## Exercise inputs
──────────

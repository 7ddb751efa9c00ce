//! Chart JSON files.
//!
//! Field names are matched ignoring case when reading, and missing fields
//! take their defaults. Files are always written with lowercase names.

use std::fs;
use std::io;
use std::path::Path;

use failure::Fail;
use log::warn;
use serde_derive::{Deserialize, Serialize};
use serde_json::{Map, Value};

use crate::chart::note::{Lane, Note, NoteType};
use crate::chart::pitch::{hz_to_midi, PitchSample};
use crate::chart::{Lyric, Timeline};

#[derive(Debug, Fail)]
pub enum ChartIoError {
  #[fail(display = "Failed to access {}: {}", path, cause)]
  Io {
    path: String,
    #[cause]
    cause: io::Error,
  },

  #[fail(display = "Malformed chart data: {}", cause)]
  Parse {
    #[cause]
    cause: serde_json::Error,
  },
}

impl From<serde_json::Error> for ChartIoError {
  fn from(cause: serde_json::Error) -> ChartIoError {
    ChartIoError::Parse { cause }
  }
}

#[derive(Serialize, Deserialize, Debug, Default)]
#[serde(default)]
struct ChartFile {
  name: String,
  length: f64,
  lanes: Lane,
  notes: Vec<NoteRecord>,
  pitches: Vec<PitchRecord>,
  lyrics: Vec<LyricRecord>,
}

#[derive(Serialize, Deserialize, Debug)]
#[serde(default)]
struct NoteRecord {
  start: f64,
  duration: f64,
  lane: Lane,
  #[serde(rename = "type")]
  note_type: String,
}

impl Default for NoteRecord {
  fn default() -> NoteRecord {
    NoteRecord {
      start: 0.0,
      duration: 0.0,
      lane: 0,
      note_type: NoteType::Normal.name().to_string(),
    }
  }
}

#[derive(Serialize, Deserialize, Debug, Default)]
#[serde(default)]
struct PitchRecord {
  time: f64,
  pitch: f64,
  midi: Option<f64>,
}

#[derive(Serialize, Deserialize, Debug, Default)]
#[serde(default)]
struct LyricRecord {
  start: f64,
  end: f64,
  text: String,
}

impl From<LyricRecord> for Lyric {
  fn from(record: LyricRecord) -> Lyric {
    Lyric {
      start: record.start,
      end: record.end,
      text: record.text,
    }
  }
}

pub fn read_timeline<P>(path: P) -> Result<Timeline, ChartIoError>
where
  P: AsRef<Path>,
{
  timeline_from_str(&read_file(path.as_ref())?)
}

pub fn timeline_from_str(content: &str) -> Result<Timeline, ChartIoError> {
  let value = lowercase_keys(serde_json::from_str(content)?);
  let file: ChartFile = serde_json::from_value(value)?;

  let notes = file
    .notes
    .into_iter()
    .filter_map(|record| {
      if record.duration > 0.0 && record.start >= 0.0 {
        Some(Note::new(
          record.start,
          record.duration,
          record.lane,
          NoteType::from_name(&record.note_type),
        ))
      } else {
        warn!(
          "Skipping note with start {}s and duration {}s",
          record.start, record.duration
        );
        None
      }
    })
    .collect();

  let pitches = file
    .pitches
    .into_iter()
    .map(|record| {
      let midi = record.midi.unwrap_or_else(|| hz_to_midi(record.pitch));
      PitchSample::new(record.time, record.pitch, midi)
    })
    .collect();

  let lyrics = file.lyrics.into_iter().map(Lyric::from).collect();

  Ok(
    Timeline::new(file.name, file.length, file.lanes, notes)
      .with_pitches(pitches)
      .with_lyrics(lyrics),
  )
}

pub fn timeline_to_string(timeline: &Timeline) -> Result<String, ChartIoError> {
  let file = ChartFile {
    name: timeline.name().to_string(),
    length: timeline.length(),
    lanes: timeline.lanes(),
    notes: timeline
      .notes()
      .iter()
      .map(|note| NoteRecord {
        start: note.start(),
        duration: note.duration(),
        lane: note.lane(),
        note_type: note.note_type().name().to_string(),
      })
      .collect(),
    pitches: timeline
      .pitches()
      .iter()
      .map(|sample| PitchRecord {
        time: sample.time,
        pitch: sample.pitch_hz,
        midi: Some(sample.midi),
      })
      .collect(),
    lyrics: timeline
      .lyrics()
      .iter()
      .map(|lyric| LyricRecord {
        start: lyric.start,
        end: lyric.end,
        text: lyric.text.clone(),
      })
      .collect(),
  };
  Ok(serde_json::to_string_pretty(&file)?)
}

pub fn write_timeline<P>(path: P, timeline: &Timeline) -> Result<(), ChartIoError>
where
  P: AsRef<Path>,
{
  let path = path.as_ref();
  let content = timeline_to_string(timeline)?;
  fs::write(path, content).map_err(|cause| ChartIoError::Io {
    path: path.display().to_string(),
    cause,
  })
}

/// Reads a lyrics file, a JSON array of `{start, end, text}` phrases.
pub fn read_lyrics<P>(path: P) -> Result<Vec<Lyric>, ChartIoError>
where
  P: AsRef<Path>,
{
  lyrics_from_str(&read_file(path.as_ref())?)
}

pub fn lyrics_from_str(content: &str) -> Result<Vec<Lyric>, ChartIoError> {
  let value = lowercase_keys(serde_json::from_str(content)?);
  let records: Vec<LyricRecord> = serde_json::from_value(value)?;
  Ok(records.into_iter().map(Lyric::from).collect())
}

fn read_file(path: &Path) -> Result<String, ChartIoError> {
  fs::read_to_string(path).map_err(|cause| ChartIoError::Io {
    path: path.display().to_string(),
    cause,
  })
}

fn lowercase_keys(value: Value) -> Value {
  match value {
    Value::Object(map) => Value::Object(
      map
        .into_iter()
        .map(|(key, value)| (key.to_lowercase(), lowercase_keys(value)))
        .collect::<Map<String, Value>>(),
    ),
    Value::Array(items) => Value::Array(items.into_iter().map(lowercase_keys).collect()),
    other => other,
  }
}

──────────

## Problem to work on
Reproduce every record exactly, line by line.

## Your response
repository 7ddb751efa9c00ce
//! Chart JSON files.
//!
//! Field names are matched ignoring case when reading, and missing fields
//! take their defaults. Files are always written with lowercase names.

use std::fs;
use std::io;
use std::path::Path;

use failure::Fail;
use log::warn;
use serde_derive::{Deserialize, Serialize};
use serde_json::{Map, Value};

use crate::chart::note::{Lane, Note, NoteType};
use crate::chart::pitch::{hz_to_midi, PitchSample};
use crate::chart::{Lyric, Timeline};

#[derive(Debug, Fail)]
pub enum ChartIoError {
  #[fail(display = "Failed to access {}: {}", path, cause)]
  Io {
    path: String,
    #[cause]
    cause: io::Error,
  },

  #[fail(display = "Malformed chart data: {}", cause)]
  Parse {
    #[cause]
    cause: serde_json::Error,
  },
}

impl From<serde_json::Error> for ChartIoError {
  fn from(cause: serde_json::Error) -> ChartIoError {
    ChartIoError::Parse { cause }
  }
}

#[derive(Serialize, Deserialize, Debug, Default)]
#[serde(default)]
struct ChartFile {
  name: String,
  length: f64,
  lanes: Lane,
  notes: Vec<NoteRecord>,
  pitches: Vec<PitchRecord>,
  lyrics: Vec<LyricRecord>,
}

#[derive(Serialize, Deserialize, Debug)]
#[serde(default)]
struct NoteRecord {
  start: f64,
  duration: f64,
  lane: Lane,
  #[serde(rename = "type")]
  note_type: String,
}

impl Default for NoteRecord {
  fn default() -> NoteRecord {
    NoteRecord {
      start: 0.0,
      duration: 0.0,
      lane: 0,
      note_type: NoteType::Normal.name().to_string(),
    }
  }
}

#[derive(Serialize, Deserialize, Debug, Default)]
#[serde(default)]
struct PitchRecord {
  time: f64,
  pitch: f64,
  midi: Option<f64>,
}

#[derive(Serialize, Deserialize, Debug, Default)]
#[serde(default)]
struct LyricRecord {
  start: f64,
  end: f64,
  text: String,
}

impl From<LyricRecord> for Lyric {
  fn from(record: LyricRecord) -> Lyric {
    Lyric {
      start: record.start,
      end: record.end,
      text: record.text,
    }
  }
}

pub fn read_timeline<P>(path: P) -> Result<Timeline, ChartIoError>
where
  P: AsRef<Path>,
{
  timeline_from_str(&read_file(path.as_ref())?)
}

pub fn timeline_from_str(content: &str) -> Result<Timeline, ChartIoError> {
  let value = lowercase_keys(serde_json::from_str(content)?);
  let file: ChartFile = serde_json::from_value(value)?;

  let notes = file
    .notes
    .into_iter()
    .filter_map(|record| {
      if record.duration > 0.0 && record.start >= 0.0 {
        Some(Note::new(
          record.start,
          record.duration,
          record.lane,
          NoteType::from_name(&record.note_type),
        ))
      } else {
        warn!(
          "Skipping note with start {}s and duration {}s",
          record.start, record.duration
        );
        None
      }
    })
    .collect();

  let pitches = file
    .pitches
    .into_iter()
    .map(|record| {
      let midi = record.midi.unwrap_or_else(|| hz_to_midi(record.pitch));
      PitchSample::new(record.time, record.pitch, midi)
    })
    .collect();

  let lyrics = file.lyrics.into_iter().map(Lyric::from).collect();

  Ok(
    Timeline::new(file.name, file.length, file.lanes, notes)
      .with_pitches(pitches)
      .with_lyrics(lyrics),
  )
}

pub fn timeline_to_string(timeline: &Timeline) -> Result<String, ChartIoError> {
  let file = ChartFile {
    name: timeline.name().to_string(),
    length: timeline.length(),
    lanes: timeline.lanes(),
    notes: timeline
      .notes()
      .iter()
      .map(|note| NoteRecord {
        start: note.start(),
        duration: note.duration(),
        lane: note.lane(),
        note_type: note.note_type().name().to_string(),
      })
      .collect(),
    pitches: timeline
      .pitches()
      .iter()
      .map(|sample| PitchRecord {
        time: sample.time,
        pitch: sample.pitch_hz,
        midi: Some(sample.midi),
      })
      .collect(),
    lyrics: timeline
      .lyrics()
      .iter()
      .map(|lyric| LyricRecord {
        start: lyric.start,
        end: lyric.end,
        text: lyric.text.clone(),
      })
      .collect(),
  };
  Ok(serde_json::to_string_pretty(&file)?)
}

pub fn write_timeline<P>(path: P, timeline: &Timeline) -> Result<(), ChartIoError>
where
  P: AsRef<Path>,
{
  let path = path.as_ref();
  let content = timeline_to_string(timeline)?;
  fs::write(path, content).map_err(|cause| ChartIoError::Io {
    path: path.display().to_string(),
    cause,
  })
}

/// Reads a lyrics file, a JSON array of `{start, end, text}` phrases.
pub fn read_lyrics<P>(path: P) -> Result<Vec<Lyric>, ChartIoError>
where
  P: AsRef<Path>,
{
  lyrics_from_str(&read_file(path.as_ref())?)
}

pub fn lyrics_from_str(content: &str) -> Result<Vec<Lyric>, ChartIoError> {
  let value = lowercase_keys(serde_json::from_str(content)?);
  let records: Vec<LyricRecord> = serde_json::from_value(value)?;
  Ok(records.into_iter().map(Lyric::from).collect())
}

fn read_file(path: &Path) -> Result<String, ChartIoError> {
  fs::read_to_string(path).map_err(|cause| ChartIoError::Io {
    path: path.display().to_string(),
    cause,
  })
}

fn lowercase_keys(value: Value) -> Value {
  match value {
    Value::Object(map) => Value::Object(
      map
        .into_iter()
        .map(|(key, value)| (key.to_lowercase(), lowercase_keys(value)))
        .collect::<Map<String, Value>>(),
    ),
    Value::Array(items) => Value::Array(items.into_iter().map(lowercase_keys).collect()),
    other => other,
  }
}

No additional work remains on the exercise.